- [WHAT THE TASK ASKS]
How many lines in the data below include the word "push"? State the number alone.

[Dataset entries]
::::
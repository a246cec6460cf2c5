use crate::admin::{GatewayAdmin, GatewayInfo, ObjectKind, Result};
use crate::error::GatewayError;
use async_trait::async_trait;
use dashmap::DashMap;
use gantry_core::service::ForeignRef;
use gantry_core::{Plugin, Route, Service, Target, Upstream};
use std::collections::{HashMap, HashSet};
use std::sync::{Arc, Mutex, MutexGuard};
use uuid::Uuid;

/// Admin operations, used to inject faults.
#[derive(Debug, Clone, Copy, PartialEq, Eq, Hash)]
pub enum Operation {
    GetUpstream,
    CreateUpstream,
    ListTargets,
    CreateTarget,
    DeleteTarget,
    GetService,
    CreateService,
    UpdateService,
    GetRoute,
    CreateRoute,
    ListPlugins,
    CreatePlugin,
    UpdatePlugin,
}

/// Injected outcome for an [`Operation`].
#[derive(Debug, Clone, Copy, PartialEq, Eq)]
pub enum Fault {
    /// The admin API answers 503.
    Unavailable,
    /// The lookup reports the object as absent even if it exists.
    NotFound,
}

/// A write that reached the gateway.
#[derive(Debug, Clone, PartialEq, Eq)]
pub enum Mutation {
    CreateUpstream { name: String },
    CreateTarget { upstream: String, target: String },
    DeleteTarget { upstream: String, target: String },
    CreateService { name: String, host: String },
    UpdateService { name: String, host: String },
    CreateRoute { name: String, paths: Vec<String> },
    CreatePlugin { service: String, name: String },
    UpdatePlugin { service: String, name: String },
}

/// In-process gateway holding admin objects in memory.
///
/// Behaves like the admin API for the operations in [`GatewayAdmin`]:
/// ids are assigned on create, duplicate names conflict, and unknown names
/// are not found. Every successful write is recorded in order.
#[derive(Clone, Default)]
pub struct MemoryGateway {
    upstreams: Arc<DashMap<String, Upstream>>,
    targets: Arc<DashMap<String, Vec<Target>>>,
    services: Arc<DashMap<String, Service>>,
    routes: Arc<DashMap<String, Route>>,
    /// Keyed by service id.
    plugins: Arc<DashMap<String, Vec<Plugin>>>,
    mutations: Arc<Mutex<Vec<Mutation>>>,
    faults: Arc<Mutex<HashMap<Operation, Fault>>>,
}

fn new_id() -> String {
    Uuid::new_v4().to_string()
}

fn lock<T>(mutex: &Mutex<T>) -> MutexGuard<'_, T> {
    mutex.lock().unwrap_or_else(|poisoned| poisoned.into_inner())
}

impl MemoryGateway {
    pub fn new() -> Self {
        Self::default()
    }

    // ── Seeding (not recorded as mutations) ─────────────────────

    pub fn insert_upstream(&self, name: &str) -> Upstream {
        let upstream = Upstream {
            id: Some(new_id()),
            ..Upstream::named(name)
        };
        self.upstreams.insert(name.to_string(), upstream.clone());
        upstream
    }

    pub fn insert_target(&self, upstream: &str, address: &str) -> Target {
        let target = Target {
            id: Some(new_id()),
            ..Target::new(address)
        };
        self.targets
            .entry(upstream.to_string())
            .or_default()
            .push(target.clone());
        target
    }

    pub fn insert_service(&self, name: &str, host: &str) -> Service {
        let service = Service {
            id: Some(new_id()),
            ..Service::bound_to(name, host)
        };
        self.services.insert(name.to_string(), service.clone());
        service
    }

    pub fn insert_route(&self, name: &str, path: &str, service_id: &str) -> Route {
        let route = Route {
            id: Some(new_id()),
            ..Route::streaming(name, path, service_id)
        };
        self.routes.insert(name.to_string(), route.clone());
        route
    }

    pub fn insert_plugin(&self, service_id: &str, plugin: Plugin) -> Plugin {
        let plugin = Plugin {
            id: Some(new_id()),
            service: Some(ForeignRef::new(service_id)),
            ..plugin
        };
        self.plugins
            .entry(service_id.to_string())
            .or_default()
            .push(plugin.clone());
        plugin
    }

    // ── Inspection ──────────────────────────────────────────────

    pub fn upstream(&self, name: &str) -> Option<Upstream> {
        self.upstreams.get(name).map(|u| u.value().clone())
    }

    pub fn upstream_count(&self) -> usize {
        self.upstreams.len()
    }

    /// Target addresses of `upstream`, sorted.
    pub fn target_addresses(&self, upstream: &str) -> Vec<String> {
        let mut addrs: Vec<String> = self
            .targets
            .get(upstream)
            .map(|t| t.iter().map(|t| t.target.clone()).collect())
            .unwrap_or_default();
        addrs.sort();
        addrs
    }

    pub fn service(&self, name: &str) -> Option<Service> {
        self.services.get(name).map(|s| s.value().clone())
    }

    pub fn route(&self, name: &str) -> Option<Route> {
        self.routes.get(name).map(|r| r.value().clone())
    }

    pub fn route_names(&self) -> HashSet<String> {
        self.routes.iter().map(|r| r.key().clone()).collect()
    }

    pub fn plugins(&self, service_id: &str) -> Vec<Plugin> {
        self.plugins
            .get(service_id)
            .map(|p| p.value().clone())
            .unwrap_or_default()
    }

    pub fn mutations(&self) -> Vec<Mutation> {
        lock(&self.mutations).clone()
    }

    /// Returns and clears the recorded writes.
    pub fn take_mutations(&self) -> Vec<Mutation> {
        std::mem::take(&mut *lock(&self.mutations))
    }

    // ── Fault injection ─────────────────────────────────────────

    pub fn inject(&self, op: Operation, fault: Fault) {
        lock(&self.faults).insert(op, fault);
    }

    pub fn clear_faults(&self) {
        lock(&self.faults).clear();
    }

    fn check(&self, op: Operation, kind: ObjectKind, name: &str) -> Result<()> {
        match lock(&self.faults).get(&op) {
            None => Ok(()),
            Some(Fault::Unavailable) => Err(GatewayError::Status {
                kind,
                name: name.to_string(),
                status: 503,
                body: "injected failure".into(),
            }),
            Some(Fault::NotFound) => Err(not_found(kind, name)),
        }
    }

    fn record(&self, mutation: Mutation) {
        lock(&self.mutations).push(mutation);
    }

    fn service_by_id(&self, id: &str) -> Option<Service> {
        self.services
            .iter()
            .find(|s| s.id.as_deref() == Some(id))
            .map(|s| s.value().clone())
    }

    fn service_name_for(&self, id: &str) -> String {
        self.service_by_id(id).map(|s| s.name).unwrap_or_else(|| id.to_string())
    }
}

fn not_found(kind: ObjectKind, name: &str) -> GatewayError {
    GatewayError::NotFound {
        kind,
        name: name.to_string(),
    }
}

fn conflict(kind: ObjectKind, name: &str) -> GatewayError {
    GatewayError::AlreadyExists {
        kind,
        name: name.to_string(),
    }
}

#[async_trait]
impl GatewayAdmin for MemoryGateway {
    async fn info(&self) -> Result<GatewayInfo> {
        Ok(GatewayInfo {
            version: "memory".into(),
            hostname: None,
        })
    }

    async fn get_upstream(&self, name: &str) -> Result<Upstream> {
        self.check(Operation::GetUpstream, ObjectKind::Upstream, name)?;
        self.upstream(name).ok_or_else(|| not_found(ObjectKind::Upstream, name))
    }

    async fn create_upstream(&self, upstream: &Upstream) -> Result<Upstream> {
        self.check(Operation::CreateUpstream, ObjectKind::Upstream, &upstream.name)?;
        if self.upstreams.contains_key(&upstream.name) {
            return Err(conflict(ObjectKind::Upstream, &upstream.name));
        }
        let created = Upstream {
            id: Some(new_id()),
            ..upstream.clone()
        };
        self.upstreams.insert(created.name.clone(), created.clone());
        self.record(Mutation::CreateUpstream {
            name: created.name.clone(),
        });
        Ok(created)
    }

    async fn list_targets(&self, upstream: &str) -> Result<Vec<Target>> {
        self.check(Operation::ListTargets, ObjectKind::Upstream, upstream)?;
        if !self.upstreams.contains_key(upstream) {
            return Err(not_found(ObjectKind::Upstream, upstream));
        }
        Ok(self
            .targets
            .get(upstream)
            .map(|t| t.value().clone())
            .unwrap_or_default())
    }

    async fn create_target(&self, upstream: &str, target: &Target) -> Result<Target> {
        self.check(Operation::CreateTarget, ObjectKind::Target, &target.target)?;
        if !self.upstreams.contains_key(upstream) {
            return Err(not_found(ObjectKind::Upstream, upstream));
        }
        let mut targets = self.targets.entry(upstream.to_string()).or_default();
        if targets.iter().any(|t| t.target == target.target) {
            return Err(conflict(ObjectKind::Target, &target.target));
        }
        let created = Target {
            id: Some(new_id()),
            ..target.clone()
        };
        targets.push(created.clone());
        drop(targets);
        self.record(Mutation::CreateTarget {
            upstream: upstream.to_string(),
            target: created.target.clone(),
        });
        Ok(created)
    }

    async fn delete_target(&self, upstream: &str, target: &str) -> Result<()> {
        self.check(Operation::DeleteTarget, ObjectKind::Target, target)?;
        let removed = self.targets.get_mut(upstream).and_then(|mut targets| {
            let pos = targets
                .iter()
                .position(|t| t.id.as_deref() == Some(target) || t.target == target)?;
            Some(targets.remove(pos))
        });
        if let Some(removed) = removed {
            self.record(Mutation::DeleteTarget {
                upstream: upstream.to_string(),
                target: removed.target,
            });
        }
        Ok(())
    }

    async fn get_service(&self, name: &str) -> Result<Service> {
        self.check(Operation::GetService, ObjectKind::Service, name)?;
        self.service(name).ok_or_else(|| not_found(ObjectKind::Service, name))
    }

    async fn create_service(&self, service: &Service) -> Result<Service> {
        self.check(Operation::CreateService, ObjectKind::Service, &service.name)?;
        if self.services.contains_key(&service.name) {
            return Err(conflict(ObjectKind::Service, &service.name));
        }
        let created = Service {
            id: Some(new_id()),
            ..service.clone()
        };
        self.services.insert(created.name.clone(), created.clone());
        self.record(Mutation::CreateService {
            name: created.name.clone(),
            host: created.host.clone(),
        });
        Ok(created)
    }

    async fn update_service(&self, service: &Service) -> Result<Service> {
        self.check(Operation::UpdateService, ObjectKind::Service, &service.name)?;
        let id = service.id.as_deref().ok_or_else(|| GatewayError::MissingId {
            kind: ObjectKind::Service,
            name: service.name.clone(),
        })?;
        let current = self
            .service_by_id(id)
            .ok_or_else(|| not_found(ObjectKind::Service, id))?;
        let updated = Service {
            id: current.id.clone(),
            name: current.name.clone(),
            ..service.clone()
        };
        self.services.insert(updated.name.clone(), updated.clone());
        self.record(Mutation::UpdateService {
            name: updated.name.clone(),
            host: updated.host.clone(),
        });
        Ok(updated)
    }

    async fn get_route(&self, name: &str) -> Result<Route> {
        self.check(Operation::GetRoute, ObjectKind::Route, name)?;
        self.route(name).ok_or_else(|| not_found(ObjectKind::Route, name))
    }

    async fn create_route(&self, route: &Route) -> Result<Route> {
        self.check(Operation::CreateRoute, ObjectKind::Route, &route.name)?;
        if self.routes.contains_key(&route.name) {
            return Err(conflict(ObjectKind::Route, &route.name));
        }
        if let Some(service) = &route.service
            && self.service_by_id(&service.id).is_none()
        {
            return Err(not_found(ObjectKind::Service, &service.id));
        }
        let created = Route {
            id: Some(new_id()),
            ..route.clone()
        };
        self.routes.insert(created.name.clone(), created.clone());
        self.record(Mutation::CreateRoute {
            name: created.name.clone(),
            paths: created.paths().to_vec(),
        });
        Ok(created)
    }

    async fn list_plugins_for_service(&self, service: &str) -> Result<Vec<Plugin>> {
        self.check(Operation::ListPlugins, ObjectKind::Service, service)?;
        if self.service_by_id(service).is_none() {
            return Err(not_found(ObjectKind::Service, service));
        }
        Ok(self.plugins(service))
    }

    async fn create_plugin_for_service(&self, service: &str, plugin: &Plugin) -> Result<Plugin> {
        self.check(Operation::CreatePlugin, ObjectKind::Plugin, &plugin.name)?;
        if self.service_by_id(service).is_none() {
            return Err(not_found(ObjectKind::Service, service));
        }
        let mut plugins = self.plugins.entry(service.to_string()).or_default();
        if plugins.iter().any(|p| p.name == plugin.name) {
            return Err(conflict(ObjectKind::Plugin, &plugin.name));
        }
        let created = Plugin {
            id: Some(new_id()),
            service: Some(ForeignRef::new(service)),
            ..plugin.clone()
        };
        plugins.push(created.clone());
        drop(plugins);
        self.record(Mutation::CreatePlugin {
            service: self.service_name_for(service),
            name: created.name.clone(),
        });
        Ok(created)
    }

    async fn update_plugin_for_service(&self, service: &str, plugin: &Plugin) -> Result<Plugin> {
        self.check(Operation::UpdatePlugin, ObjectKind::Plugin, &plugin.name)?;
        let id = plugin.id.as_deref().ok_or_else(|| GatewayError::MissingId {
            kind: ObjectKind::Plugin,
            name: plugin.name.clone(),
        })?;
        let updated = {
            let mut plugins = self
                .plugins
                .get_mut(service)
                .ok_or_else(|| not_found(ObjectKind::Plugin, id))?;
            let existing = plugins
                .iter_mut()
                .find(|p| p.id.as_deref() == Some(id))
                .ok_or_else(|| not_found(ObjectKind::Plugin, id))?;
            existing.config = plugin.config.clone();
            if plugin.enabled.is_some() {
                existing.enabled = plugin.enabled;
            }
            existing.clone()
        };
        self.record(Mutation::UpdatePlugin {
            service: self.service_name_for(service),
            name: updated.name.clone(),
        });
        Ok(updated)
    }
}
::::
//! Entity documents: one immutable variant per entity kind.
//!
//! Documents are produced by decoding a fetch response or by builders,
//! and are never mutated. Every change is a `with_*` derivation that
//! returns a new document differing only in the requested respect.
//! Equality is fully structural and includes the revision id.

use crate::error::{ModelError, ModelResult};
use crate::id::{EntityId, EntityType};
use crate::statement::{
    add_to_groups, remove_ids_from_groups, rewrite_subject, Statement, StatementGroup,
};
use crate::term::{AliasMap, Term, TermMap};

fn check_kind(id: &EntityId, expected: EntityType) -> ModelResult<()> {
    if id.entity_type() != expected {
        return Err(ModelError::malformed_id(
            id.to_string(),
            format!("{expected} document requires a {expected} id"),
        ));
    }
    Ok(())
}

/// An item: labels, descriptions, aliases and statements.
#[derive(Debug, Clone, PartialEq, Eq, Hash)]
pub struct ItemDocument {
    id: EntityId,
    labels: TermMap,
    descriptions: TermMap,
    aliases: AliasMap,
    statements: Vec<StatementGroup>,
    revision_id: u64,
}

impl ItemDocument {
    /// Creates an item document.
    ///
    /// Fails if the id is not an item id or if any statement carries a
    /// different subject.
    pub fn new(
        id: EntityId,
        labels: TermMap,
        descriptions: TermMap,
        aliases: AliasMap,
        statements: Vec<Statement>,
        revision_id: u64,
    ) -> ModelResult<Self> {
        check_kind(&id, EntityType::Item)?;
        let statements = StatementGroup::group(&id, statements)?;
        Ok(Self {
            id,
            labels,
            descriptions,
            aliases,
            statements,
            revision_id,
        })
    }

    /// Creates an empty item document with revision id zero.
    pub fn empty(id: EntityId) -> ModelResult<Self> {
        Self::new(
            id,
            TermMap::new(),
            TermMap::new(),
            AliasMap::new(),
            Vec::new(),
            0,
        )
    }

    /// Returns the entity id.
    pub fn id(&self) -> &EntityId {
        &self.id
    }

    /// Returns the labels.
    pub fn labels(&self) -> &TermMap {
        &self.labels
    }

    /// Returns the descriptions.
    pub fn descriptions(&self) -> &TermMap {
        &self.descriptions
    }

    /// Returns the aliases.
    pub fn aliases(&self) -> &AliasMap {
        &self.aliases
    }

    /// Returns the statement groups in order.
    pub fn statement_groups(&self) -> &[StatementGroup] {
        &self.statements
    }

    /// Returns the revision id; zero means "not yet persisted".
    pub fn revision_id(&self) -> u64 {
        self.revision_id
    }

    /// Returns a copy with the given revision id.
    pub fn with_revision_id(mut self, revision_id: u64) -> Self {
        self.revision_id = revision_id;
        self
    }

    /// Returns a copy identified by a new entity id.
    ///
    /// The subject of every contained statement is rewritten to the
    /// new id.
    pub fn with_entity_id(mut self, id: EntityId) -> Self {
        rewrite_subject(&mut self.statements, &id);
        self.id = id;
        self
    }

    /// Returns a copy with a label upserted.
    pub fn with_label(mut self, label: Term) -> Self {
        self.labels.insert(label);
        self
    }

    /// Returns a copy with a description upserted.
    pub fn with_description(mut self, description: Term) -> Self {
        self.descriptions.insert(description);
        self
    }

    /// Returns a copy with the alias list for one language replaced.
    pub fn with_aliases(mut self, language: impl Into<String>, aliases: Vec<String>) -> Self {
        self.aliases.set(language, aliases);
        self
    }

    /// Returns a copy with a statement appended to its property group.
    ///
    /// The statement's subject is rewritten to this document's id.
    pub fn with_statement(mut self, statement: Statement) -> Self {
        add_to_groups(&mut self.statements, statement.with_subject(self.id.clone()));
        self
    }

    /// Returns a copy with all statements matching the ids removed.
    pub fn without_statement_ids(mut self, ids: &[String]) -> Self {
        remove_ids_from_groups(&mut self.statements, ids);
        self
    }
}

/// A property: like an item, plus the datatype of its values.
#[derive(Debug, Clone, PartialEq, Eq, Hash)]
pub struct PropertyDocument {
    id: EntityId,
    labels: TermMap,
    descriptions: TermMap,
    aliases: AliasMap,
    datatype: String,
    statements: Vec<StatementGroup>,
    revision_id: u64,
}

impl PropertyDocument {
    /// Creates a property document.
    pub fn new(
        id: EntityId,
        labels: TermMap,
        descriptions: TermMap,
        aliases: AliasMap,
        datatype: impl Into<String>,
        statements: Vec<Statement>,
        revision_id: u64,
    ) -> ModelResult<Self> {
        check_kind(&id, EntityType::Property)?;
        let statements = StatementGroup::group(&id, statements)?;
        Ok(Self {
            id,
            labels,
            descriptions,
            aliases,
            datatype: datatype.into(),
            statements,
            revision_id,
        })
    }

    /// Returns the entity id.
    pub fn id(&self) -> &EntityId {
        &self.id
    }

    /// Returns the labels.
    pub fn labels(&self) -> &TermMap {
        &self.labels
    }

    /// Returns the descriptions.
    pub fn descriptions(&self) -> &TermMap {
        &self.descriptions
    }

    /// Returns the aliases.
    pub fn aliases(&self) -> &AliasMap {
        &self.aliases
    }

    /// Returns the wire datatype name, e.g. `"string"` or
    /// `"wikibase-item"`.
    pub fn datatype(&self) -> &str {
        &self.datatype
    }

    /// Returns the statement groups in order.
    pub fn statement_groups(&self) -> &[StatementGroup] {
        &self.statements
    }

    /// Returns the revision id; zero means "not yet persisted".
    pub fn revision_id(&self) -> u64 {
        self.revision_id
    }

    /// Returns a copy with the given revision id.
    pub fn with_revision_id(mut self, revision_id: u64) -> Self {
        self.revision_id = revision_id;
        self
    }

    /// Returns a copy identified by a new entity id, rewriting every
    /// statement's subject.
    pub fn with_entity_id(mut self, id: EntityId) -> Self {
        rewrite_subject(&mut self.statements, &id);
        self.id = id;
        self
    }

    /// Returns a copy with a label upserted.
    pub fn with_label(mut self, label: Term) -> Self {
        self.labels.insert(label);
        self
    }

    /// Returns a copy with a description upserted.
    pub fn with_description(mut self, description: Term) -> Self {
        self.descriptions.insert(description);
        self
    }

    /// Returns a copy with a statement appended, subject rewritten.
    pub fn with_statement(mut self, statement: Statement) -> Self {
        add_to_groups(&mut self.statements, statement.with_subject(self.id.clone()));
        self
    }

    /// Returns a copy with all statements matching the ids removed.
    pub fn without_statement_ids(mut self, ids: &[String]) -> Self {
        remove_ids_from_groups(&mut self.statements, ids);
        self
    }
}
::::
- [TASK RESULT]
5